Levi Gonzalez ,Kayvon Pourazarm and Rebecca Serrell Cyr in "Hoary" at the Chocolate Factory; Photo: Courtesy of the Chocolate Factory
In the unexpected interval we take our seats around the perimeter of the stage floor and wait. And wait. Small whispers and sighs barely ripple the air; miraculously, hardly anyone has their phone out. Clustered in threes and fours facing inward from all sides of the floor, we can see one another clearly—I’m hyperconscious of my notepad—and we’re all relieved when the performers reenter, now in full costume and dramatic makeup, the duo turned trio with Rebecca Serrell Cyr. Through a relentless cascade of interlocking scenes, the artists take turns reading stories at a small table with a microphone; by way of introduction Gonzalez weaves a semi-fictional history of the Chocolate Factory’s site and structure. He colors images of the place’s almost absurdly varied history: sheep grazing at a creek’s edge, industrial masons cutting marble in a warehouse factory, artists making experimental performance for the grassroots avant garde. These histories merge into flights of imaginative lore and ghost stories that call attention to presence and absence across time and space. Structural materiality comes to the fore as the performers produce sound with objects and surfaces throughout the space.

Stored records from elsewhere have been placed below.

use crate::{Detection, DetectionContext, Detector};
use core_types::ConsistencyIssue;

/// The per-lot consistency rules exposed as a detector.
#[derive(Debug, Default)]
pub struct InternalDetector {}

impl InternalDetector {
    pub fn new() -> Self {
        Self::default()
    }

    pub fn issues(&self, ctx: &DetectionContext<'_>) -> Vec<ConsistencyIssue> {
        analyzer::analyze(ctx.lots, &ctx.baseline.global, &ctx.baseline.by_exporter)
    }
}

impl Detector for InternalDetector {
    fn name(&self) -> &'static str {
        "internal"
    }

    fn detect(&self, ctx: &DetectionContext<'_>) -> Detection {
        Detection::Internal(self.issues(ctx))
    }
}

A symphony of clatters and bangs melds with their rising voices as the detritus of found objects accumulates on stage, only to be unceremoniously cleared as Gonzalez stamps out a persistent two-step and Cyr recites a litany of “once upon a time”s.
Periods of seeming chaos bring passages of formality into sharp focus. At two key points the performers join palms and reel through a rigorously rhythmic unison dance, first accompanied by the resonant clop of hard-soled heeled shoes and later by the slap of their bare soles to the driving tune of PJ Harvey’s “The Dancer.” Each time, their two-step builds in complexity, braiding through syncopations with precise control and hurtling momentum, their faces aflame with effort and joy. Rigorous questioning channels through bodies and objects across disparate registers: wordless wails and chants rub against pristine technical and gestural codes as the performers activate objects, surfaces, and each other. In a final sequence they tumble in clouds of raw wool, evoking the ghosts of grazing sheep as their bodies appear and disappear into the matted clumps like talismanic conduits to the land beneath them.
With its mythic histories and dreamlike departures, “Hoary” attends to place as an unstable entity constituted by human, animal, material, ecological, and temporal elements. The Chocolate Factory’s placeness proves to be a generative point of departure, one that opens the question of place and performance more broadly. Where will we go next?